Even though there are bad deals and doomed industries, we acknowledge that private equity firms can differ greatly in terms of goals and values.
- Some firms require founders to stay with the company as a minority investor while the firm controls the company.
- Some firms have financing contingencies, meaning the seller must help finance the deal. This puts additional risk on the company, particularly if the company is small or rough around the edges.
- Some firms have a reputation for re-trading — the “hosing at the closing” — meaning the firm changes the terms right before the deal is supposed to close. For example, they may say they have concerns about the company not meeting projections so they drop the closing price. When this happens, founders feel backed into a corner because they don’t have other options and have sunk a lot of time into the sale.
These kinds of scenarios have contributed to private equity’s negative reputation. But there are a lot of good private equity firms trying to do their best for everyone.
For example, at Trivest, the way we try to be part of that group is by not changing the purchase price once we sign an LOI. We have a no re-trading policy, part of our “Just Say No” campaign that empowers founders to decline painful or unfair terms.
We’re also careful about not putting too much debt on the business to give it the best chance of thriving.
How private equity does good
A good firm will share the goals of a founder. We try to do that by growing your business while leaving your legacy intact. We view our founders as partners, and we try to remove common pain points and make the deal fair for both sides.
Our investors do well when our portfolio companies and their employees do well. Our model is to sell our interest in the business a few years down the road. That means it’s in our best interest to keep the organization healthy and the employees satisfied.
Private equity hasn’t just been good for individual businesses but for the economy and environment. Private equity efforts to improve companies is one of the reasons American businesses are strong. For example, PE has been addressing major societal and environmental issues since the 1980s and 90s when many firms conducted environmental studies and performed cleanup when purchasing manufacturing plants.

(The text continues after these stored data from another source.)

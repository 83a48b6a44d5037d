#![forbid(unsafe_code)]

//! Shared interior of handlers and views.
//!
//! A `Node<S>` is the reference-counted cell behind both [`StateHandler`]
//! and [`StateView`]. Roots are mutated directly; views are fed by an
//! observer registered on their parent node.
//!
//! Ownership runs one way: a parent holds its views strongly through the
//! observer closure that feeds them, and keeps a weak list of them for
//! cascading disposal. A view holds only a weak back-reference to its
//! parent, together with the parent-side observer id used to detach.
//!
//! [`StateHandler`]: super::StateHandler
//! [`StateView`]: super::StateView

use std::any::Any;
use std::cell::{Cell, RefCell};
use std::panic::{self, AssertUnwindSafe};
use std::rc::{Rc, Weak};
use std::sync::atomic::{AtomicU64, Ordering};

use tracing::{debug, debug_span, error, trace, warn};

use super::observer::{Notify, ObserverId, Subscription};
use super::view::ViewKind;
use crate::config::HandlerConfig;
use crate::error::{Result, StateError};

static NEXT_NODE_ID: AtomicU64 = AtomicU64::new(1);

fn next_node_id() -> u64 {
    NEXT_NODE_ID.fetch_add(1, Ordering::Relaxed)
}

pub(crate) type ObserverFn<S> = Rc<dyn Fn(&S, &S)>;
type EqualityFn<S> = Box<dyn Fn(&S, &S) -> bool>;

/// Type-erased disposal, so a parent can cascade into views of other types.
pub(crate) trait Dispose {
    fn dispose(&self);

    fn is_disposed(&self) -> bool;
}

pub(crate) struct Node<S> {
    id: u64,
    config: HandlerConfig,
    value: RefCell<Rc<S>>,
    equals: EqualityFn<S>,
    observers: RefCell<Vec<(ObserverId, ObserverFn<S>)>>,
    next_observer: Cell<u64>,
    children: RefCell<Vec<Weak<dyn Dispose>>>,
    detach: RefCell<Option<Box<dyn FnOnce()>>>,
    disposed: Cell<bool>,
    depth: Cell<usize>,
}

/// Tracks nesting of notification rounds; unwinds correctly on panic.
struct DepthGuard<'a>(&'a Cell<usize>);

impl<'a> DepthGuard<'a> {
    fn enter(depth: &'a Cell<usize>) -> Self {
        depth.set(depth.get() + 1);
        Self(depth)
    }
}

impl Drop for DepthGuard<'_> {
    fn drop(&mut self) {
        self.0.set(self.0.get().saturating_sub(1));
    }
}

fn panic_message(payload: &(dyn Any + Send)) -> &str {
    payload
        .downcast_ref::<&str>()
        .copied()
        .or_else(|| payload.downcast_ref::<String>().map(String::as_str))
        .unwrap_or("non-string panic payload")
}

impl<S: 'static> Node<S> {
    pub(crate) fn new(
        initial: S,
        config: HandlerConfig,
        equals: impl Fn(&S, &S) -> bool + 'static,
    ) -> Self {
        Self {
            id: next_node_id(),
            config,
            value: RefCell::new(Rc::new(initial)),
            equals: Box::new(equals),
            observers: RefCell::new(Vec::new()),
            next_observer: Cell::new(1),
            children: RefCell::new(Vec::new()),
            detach: RefCell::new(None),
            disposed: Cell::new(false),
            depth: Cell::new(0),
        }
    }

    // ── Queries ──────────────────────────────────────────────────────

    #[inline]
    pub(crate) fn id(&self) -> u64 {
        self.id
    }

    #[inline]
    pub(crate) fn config(&self) -> &HandlerConfig {
        &self.config
    }

    pub(crate) fn state(&self) -> Rc<S> {
        Rc::clone(&self.value.borrow())
    }

    /// Borrow a snapshot. The cell itself is not borrowed while `f` runs,
    /// so `f` may update the node.
    pub(crate) fn with<R>(&self, f: impl FnOnce(&S) -> R) -> R {
        let snapshot = self.state();
        f(&snapshot)
    }

    #[inline]
    pub(crate) fn is_disposed(&self) -> bool {
        self.disposed.get()
    }

    pub(crate) fn observer_count(&self) -> usize {
        self.observers.borrow().len()
    }

    pub(crate) fn view_count(&self) -> usize {
        self.children
            .borrow()
            .iter()
            .filter_map(Weak::upgrade)
            .filter(|child| !child.is_disposed())
            .count()
    }

    /// Whether `value` is the snapshot this node currently holds.
    fn is_current(&self, value: &S) -> bool {
        std::ptr::eq(value, Rc::as_ptr(&self.value.borrow()))
    }

    fn is_registered(&self, id: ObserverId) -> bool {
        self.observers.borrow().iter().any(|(oid, _)| *oid == id)
    }

    fn ensure_live(&self, operation: &'static str) -> Result<()> {
        if self.disposed.get() {
            warn!(
                handler = self.id,
                label = self.config.label_str(),
                operation,
                "rejected operation on disposed state handler"
            );
            return Err(StateError::Disposed {
                handler: self.id,
                operation,
            });
        }
        Ok(())
    }

    // ── Observers ────────────────────────────────────────────────────

    pub(crate) fn add_observer(&self, observer: ObserverFn<S>) -> Result<ObserverId> {
        self.ensure_live("add_observer")?;
        let id = ObserverId(self.next_observer.get());
        self.next_observer.set(id.0 + 1);
        self.observers.borrow_mut().push((id, observer));
        Ok(id)
    }

    pub(crate) fn remove_observer(&self, id: ObserverId) -> bool {
        // The removed closure is dropped after the borrow ends; it may own
        // the last reference to a view.
        let removed = {
            let mut observers = self.observers.borrow_mut();
            observers
                .iter()
                .position(|(oid, _)| *oid == id)
                .map(|pos| observers.remove(pos))
        };
        removed.is_some()
    }

    pub(crate) fn subscribe(self: &Rc<Self>, observer: ObserverFn<S>) -> Result<Subscription> {
        let id = self.add_observer(observer)?;
        let node = Rc::downgrade(self);
        Ok(Subscription::new(id, move || {
            if let Some(node) = node.upgrade() {
                node.remove_observer(id);
            }
        }))
    }

    // ── Mutation ─────────────────────────────────────────────────────

    /// Replace the value of a root node.
    pub(crate) fn set(&self, value: S, notify: Notify) -> Result<bool> {
        self.ensure_live("update")?;
        let limit = self.config.max_notify_depth;
        if self.depth.get() >= limit {
            warn!(
                handler = self.id,
                label = self.config.label_str(),
                limit,
                "nested update rejected"
            );
            return Err(StateError::NotifyDepthExceeded {
                handler: self.id,
                limit,
            });
        }
        Ok(self.replace(Rc::new(value), notify))
    }

    /// Compute the next value from the current snapshot and store it.
    pub(crate) fn update(&self, notify: Notify, f: impl FnOnce(&S) -> S) -> Result<bool> {
        self.ensure_live("update")?;
        let next = self.with(f);
        self.set(next, notify)
    }

    /// Feed a derived value into a view node.
    fn push_derived(&self, value: S) {
        if self.disposed.get() {
            return;
        }
        self.replace(Rc::new(value), Notify::IfChanged);
    }

    fn replace(&self, new: Rc<S>, notify: Notify) -> bool {
        let old = {
            let current = self.value.borrow();
            if notify == Notify::IfChanged && (self.equals)(&**current, &*new) {
                trace!(handler = self.id, "update suppressed: value unchanged");
                return false;
            }
            Rc::clone(&current)
        };
        *self.value.borrow_mut() = Rc::clone(&new);
        self.notify(&new, &old);
        true
    }

    fn notify(&self, new: &Rc<S>, old: &Rc<S>) {
        // Snapshot the list so observers may add or remove observers.
        let observers: Vec<(ObserverId, ObserverFn<S>)> = self.observers.borrow().clone();
        if observers.is_empty() {
            return;
        }
        let _span = debug_span!(
            "state.notify",
            handler = self.id,
            label = self.config.label_str(),
            observers = observers.len()
        )
        .entered();
        let _depth = DepthGuard::enter(&self.depth);

        for (id, observer) in observers {
            // Removed earlier in this round.
            if !self.is_registered(id) {
                continue;
            }
            if self.config.isolate_observer_panics {
                let outcome = panic::catch_unwind(AssertUnwindSafe(|| observer(&**new, &**old)));
                if let Err(payload) = outcome {
                    error!(
                        handler = self.id,
                        observer = id.raw(),
                        panic = panic_message(payload.as_ref()),
                        "observer panicked; continuing notification"
                    );
                }
            } else {
                observer(&**new, &**old);
            }
        }
    }

    // ── Views ────────────────────────────────────────────────────────

    /// Register a child node fed from this node.
    ///
    /// `select` receives `(new, old)` parent snapshots and returns the next
    /// child value, or `None` when the child is known to be unaffected.
    fn derive<T: 'static>(
        self: &Rc<Self>,
        kind: ViewKind,
        initial: T,
        select: impl Fn(&S, &S) -> Option<T> + 'static,
        equals: impl Fn(&T, &T) -> bool + 'static,
    ) -> Result<Rc<Node<T>>> {
        self.ensure_live("view")?;
        let child = Rc::new(Node::new(initial, self.config.clone(), equals));

        let target = Rc::clone(&child);
        let source = Rc::downgrade(self);
        let observer_id = self.add_observer(Rc::new(move |new: &S, old: &S| {
            // A nested round already fed the child a newer snapshot.
            if !source.upgrade().is_some_and(|parent| parent.is_current(new)) {
                trace!(view = target.id, "stale round skipped");
                return;
            }
            if let Some(next) = select(new, old) {
                target.push_derived(next);
            }
        }))?;

        let parent = Rc::downgrade(self);
        *child.detach.borrow_mut() = Some(Box::new(move || {
            if let Some(parent) = parent.upgrade() {
                parent.remove_observer(observer_id);
            }
        }));

        let weak_child: Weak<dyn Dispose> = Rc::downgrade(&child) as Weak<dyn Dispose>;
        {
            let mut children = self.children.borrow_mut();
            children.retain(|c| c.upgrade().is_some_and(|c| !c.is_disposed()));
            children.push(weak_child);
        }

        debug!(parent = self.id, view = child.id, ?kind, "view created");
        Ok(child)
    }

    /// A view onto one field of this node's value.
    pub(crate) fn field_view<T>(
        self: &Rc<Self>,
        field: impl Fn(&S) -> &T + 'static,
    ) -> Result<Rc<Node<T>>>
    where
        T: Clone + PartialEq + 'static,
    {
        let initial = self.with(|s| field(s).clone());
        self.derive(
            ViewKind::Field,
            initial,
            move |new, old| {
                let next = field(new);
                if next == field(old) {
                    None
                } else {
                    Some(next.clone())
                }
            },
            nbstate_core::equality::deep_equals::<T>,
        )
    }

    /// A view onto `map(field(value))`, compared with `equals`.
    ///
    /// `map` only runs when the projected field itself changed.
    pub(crate) fn mapped_view<K, T>(
        self: &Rc<Self>,
        field: impl Fn(&S) -> &K + 'static,
        map: impl Fn(&K) -> T + 'static,
        equals: impl Fn(&T, &T) -> bool + 'static,
    ) -> Result<Rc<Node<T>>>
    where
        K: PartialEq + ?Sized + 'static,
        T: 'static,
    {
        let initial = self.with(|s| map(field(s)));
        self.derive(
            ViewKind::Mapped,
            initial,
            move |new, old| {
                let next = field(new);
                if next == field(old) {
                    None
                } else {
                    Some(map(next))
                }
            },
            equals,
        )
    }
}

impl<S: 'static> Dispose for Node<S> {
    fn dispose(&self) {
        if self.disposed.replace(true) {
            return;
        }
        let children: Vec<Rc<dyn Dispose>> = self
            .children
            .borrow_mut()
            .drain(..)
            .filter_map(|child| child.upgrade())
            .collect();
        let observers = std::mem::take(&mut *self.observers.borrow_mut());
        let detach = self.detach.borrow_mut().take();
        if let Some(detach) = detach {
            detach();
        }
        debug!(
            handler = self.id,
            label = self.config.label_str(),
            views = children.len(),
            observers = observers.len(),
            "state handler disposed"
        );
        for child in children {
            child.dispose();
        }
        drop(observers);
    }

    fn is_disposed(&self) -> bool {
        self.disposed.get()
    }
}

Private equity is also playing a positive role in establishing DEI (diversity, equity, and inclusion) and ESG (environmental, social, and governance) policies. These kinds of policies improve society and help founders find PE firms that align with their values.
OUR RELATIONSHIPS MAKE US SUCCESSFUL
Despite all the negative stories, there are firms that break the stigma and operate as meaningful, mutually beneficial partners. At Trivest, we understand we’re not just buying a business; we’re investing in people. It’s easier—and makes sense to us—to build relationships and retain the goodwill of the founder. It’s a better strategy for everyone involved.